—Appeal from an order of Supreme Court, Erie County (Sedita, Jr., J.), entered April 2, 2002, which, inter alia, denied defendant’s cross motion for summary judgment dismissing the complaint.
It is hereby ordered that the order so appealed from be and the same hereby is unanimously modified on the law by denying plaintiff’s motion and reinstating paragraphs 18 through 22 of the answer and as modified the order is affirmed without costs.
Memorandum: Plaintiff commenced this action alleging that *1106defendant breached the parties’ contract, pursuant to which plaintiff was to provide linen services for defendant, and defendant asserted a counterclaim for fraudulent business practices under General Business Law § 349. Supreme Court granted plaintiff’s motion to strike paragraphs 18 through 22 of the answer, implicitly treating the motion as one to dismiss defendant’s counterclaim for failure to state a cause of action, and denied defendant’s cross motion for summary judgment dismissing the complaint. Addressing the cross motion first, we conclude that defendant failed to meet its initial burden of eliminating all material issues of fact from the case, and thus the cross motion was properly denied (see Pease v Dicom Constr., 298 AD2d 973, 974 [2002]; see also Winegrad v New York Univ. Med. Ctr., 64 NY2d 851, 853 [1985]).
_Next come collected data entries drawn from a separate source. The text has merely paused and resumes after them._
impl Warehouse {
    /// Create an empty, not-yet-created aggregate instance for rehydration.
    pub fn empty(id: WarehouseId) -> Self {
        Self {
            id,
            owner_id: None,
            name: String::new(),
            description: String::new(),
            configuration: None,
            pricing: Pricing::default(),
            slot_capacity: 0,
            layout: Layout::default(),
            is_active: false,
            created_at: None,
            updated_at: None,
            version: 0,
            created: false,
        }
    }

    pub fn id_typed(&self) -> WarehouseId {
        self.id
    }

    pub fn is_created(&self) -> bool {
        self.created
    }

    pub fn owner_id(&self) -> Option<OwnerId> {
        self.owner_id
    }

    pub fn name(&self) -> &str {
        &self.name
    }

    pub fn description(&self) -> &str {
        &self.description
    }

    pub fn configuration(&self) -> Option<LayoutConfiguration> {
        self.configuration
    }

    pub fn pricing(&self) -> &Pricing {
        &self.pricing
    }

    pub fn slot_capacity(&self) -> u32 {
        self.slot_capacity
    }

    pub fn layout(&self) -> &Layout {
        &self.layout
    }

    pub fn is_active(&self) -> bool {
        self.is_active
    }

    pub fn created_at(&self) -> Option<DateTime<Utc>> {
        self.created_at
    }

    pub fn updated_at(&self) -> Option<DateTime<Utc>> {
        self.updated_at
    }

    pub fn total_slots(&self) -> u32 {
        self.layout.slot_count()
    }

    pub fn occupied_slots(&self) -> u32 {
        self.layout.slots().filter(|r| r.slot.is_occupied()).count() as u32
    }

    pub fn occupancy_stats(&self) -> OccupancyStats {
        occupancy::occupancy_stats(&self.layout)
    }

    pub fn find_available_slot(&self) -> Option<SlotLocation> {
        occupancy::find_available_slot(&self.layout)
    }

    pub fn available_slots(&self) -> Vec<SlotLocation> {
        occupancy::available_slots(&self.layout)
    }

    pub fn slot_summary(&self, address: &SlotAddress) -> DomainResult<SlotSummary> {
        self.layout.slot(address).map(|slot| slot.summary())
    }

    pub fn slot_details(&self, address: &SlotAddress) -> DomainResult<SlotDetails> {
        self.layout.locate(address).map(SlotDetails::from)
    }

    pub fn customer_holdings(&self, customer_id: CustomerId) -> Vec<CustomerHolding> {
        occupancy::customer_holdings(&self.layout, customer_id)
    }

    /// Storage cost under this warehouse's pricing.
    pub fn storage_cost(
        &self,
        weight_kg: Decimal,
        entry: NaiveDate,
        current: NaiveDate,
    ) -> DomainResult<CostBreakdown> {
        costing::storage_cost(weight_kg, entry, current, &self.pricing)
    }

    pub fn verify(&self) -> DomainResult<()> {
        self.layout.verify()
    }
}

impl AggregateRoot for Warehouse {
    type Id = WarehouseId;

    fn id(&self) -> &Self::Id {
        &self.id
    }

    fn version(&self) -> u64 {
        self.version
    }
}

/// Command: CreateWarehouse.
#[derive(Debug, Clone, PartialEq, Eq, Serialize, Deserialize)]
pub struct CreateWarehouse {
    pub warehouse_id: WarehouseId,
    pub owner_id: OwnerId,
    pub name: String,
    pub description: String,
    pub configuration: LayoutConfiguration,
    pub pricing: Pricing,
    pub slot_capacity: u32,
    pub occurred_at: DateTime<Utc>,
}

/// Command: AllocateBags.
///
/// `allocation_id` is chosen by the caller so that deciding stays pure.
#[derive(Debug, Clone, PartialEq, Eq, Serialize, Deserialize)]
pub struct AllocateBags {
    pub warehouse_id: WarehouseId,
    pub owner_id: OwnerId,
    pub address: SlotAddress,
    pub allocation_id: AllocationId,
    pub customer_id: CustomerId,
    pub customer_name: String,
    pub bags: u32,
    pub grain_type: String,
    pub weight_kg: Decimal,
    pub notes: String,
    pub occurred_at: DateTime<Utc>,
}

/// Command: DeallocateBags.
///
/// Without an `allocation_id` the customer's first entry in the slot is used.
#[derive(Debug, Clone, PartialEq, Eq, Serialize, Deserialize)]
pub struct DeallocateBags {
    pub warehouse_id: WarehouseId,
    pub owner_id: OwnerId,
    pub address: SlotAddress,
    pub customer_id: CustomerId,
    pub allocation_id: Option<AllocationId>,
    pub bags: u32,
    pub occurred_at: DateTime<Utc>,
}

/// Command: ReserveSlot (whole slot for one customer).
#[derive(Debug, Clone, PartialEq, Eq, Serialize, Deserialize)]
pub struct ReserveSlot {
    pub warehouse_id: WarehouseId,
    pub owner_id: OwnerId,
    pub address: SlotAddress,
    pub customer_id: CustomerId,
    pub grain_details: String,
    pub allocation_id: Option<AllocationId>,
    pub occurred_at: DateTime<Utc>,
}

/// Command: ReleaseSlot.
#[derive(Debug, Clone, PartialEq, Eq, Serialize, Deserialize)]
pub struct ReleaseSlot {
    pub warehouse_id: WarehouseId,
    pub owner_id: OwnerId,
    pub address: SlotAddress,
    pub occurred_at: DateTime<Utc>,
}

/// Command: UpdateDetails. Absent fields are left unchanged.
#[derive(Debug, Clone, PartialEq, Eq, Serialize, Deserialize)]
pub struct UpdateDetails {
    pub warehouse_id: WarehouseId,
    pub owner_id: OwnerId,
    pub name: Option<String>,
    pub description: Option<String>,
    pub pricing: PricingUpdate,
    pub occurred_at: DateTime<Utc>,
}

/// Command: RetireWarehouse.
#[derive(Debug, Clone, PartialEq, Eq, Serialize, Deserialize)]
pub struct RetireWarehouse {
    pub warehouse_id: WarehouseId,
    pub owner_id: OwnerId,
    pub occurred_at: DateTime<Utc>,
}

#[derive(Debug, Clone, PartialEq, Eq, Serialize, Deserialize)]
pub enum WarehouseCommand {
    CreateWarehouse(CreateWarehouse),
    AllocateBags(AllocateBags),
    DeallocateBags(DeallocateBags),
    ReserveSlot(ReserveSlot),
    ReleaseSlot(ReleaseSlot),
    UpdateDetails(UpdateDetails),
    RetireWarehouse(RetireWarehouse),
}

/// Event: WarehouseCreated. The layout is rebuilt from the configuration on apply.
#[derive(Debug, Clone, PartialEq, Eq, Serialize, Deserialize)]
pub struct WarehouseCreated {
    pub warehouse_id: WarehouseId,
    pub owner_id: OwnerId,
    pub name: String,
    pub description: String,
    pub configuration: LayoutConfiguration,
    pub pricing: Pricing,
    pub slot_capacity: u32,
    pub occurred_at: DateTime<Utc>,
}

/// Event: BagsAllocated.
#[derive(Debug, Clone, PartialEq, Eq, Serialize, Deserialize)]
pub struct BagsAllocated {
    pub warehouse_id: WarehouseId,
    pub address: SlotAddress,
    pub allocation: Allocation,
    pub occurred_at: DateTime<Utc>,
}

/// Event: BagsDeallocated.
#[derive(Debug, Clone, PartialEq, Eq, Serialize, Deserialize)]
pub struct BagsDeallocated {
    pub warehouse_id: WarehouseId,
    pub address: SlotAddress,
    pub customer_id: CustomerId,
    pub allocation_id: AllocationId,
    pub bags: u32,
    pub occurred_at: DateTime<Utc>,
}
We further conclude, however, that the court erred in determining that the counterclaim fails to state a cause of action pursuant to General Business Law § 349 and in granting plaintiffs motion on that ground. A cause of action or counterclaim pursuant to General Business Law § 349 “must demonstrate that the acts or practices have a broader impact on consumers at large. Private contract disputes, unique to the parties, * * * would not fall within the ambit of the statute” (Oswego Laborers’ Local 214 Pension Fund v Marine Midland Bank, 85 NY2d 20, 25 [1995]; see New York Univ. v Continental Ins. Co., 87 NY2d 308, 320 [1995]). By its counterclaim, defendant alleges that plaintiff enters into contracts knowing that it will eventually fail to supply conforming goods and that, when the customer complains and subsequently attempts to terminate the contract, plaintiff uses the liquidated damages clause of the contract as a threat either to force the customer to accept the nonconforming goods or to settle the lawsuit. Defendant alleges that plaintiff has treated defendant and more than 15 of its other customers in such manner during the past two years, as evidenced by plaintiffs lawsuits against those customers “alleging claims identical to the claims herein.” Thus, the counterclaim sufficiently alleges that the acts at issue therein are “consumer-oriented” and are not unique to the parties (Oswego Laborers’ Local 214 Pension Fund, 85 NY2d at 25; see Akgul v Prime Time Transp., 293 AD2d 631, 634 [2002]). The counterclaim also sufficiently alleges “an act or practice that is deceptive or misleading in a material way and that [defendant] has been injured by reason thereof’ (Oswego Laborers’ Local 214 Pension Fund, 85 NY2d at 25; see Matter of People v Wilco Energy Corp., 284 AD2d 469, 470-471 [2001]; Scavo v Allstate Ins. Co., 238 AD2d 571, 572 [1997]). We therefore modify the order by denying plaintiffs motion and reinstating *1107paragraphs 18 through 22 of the answer. Present — Green, J.P., Hurlbutt, Scudder, Burns and Hayes, JJ.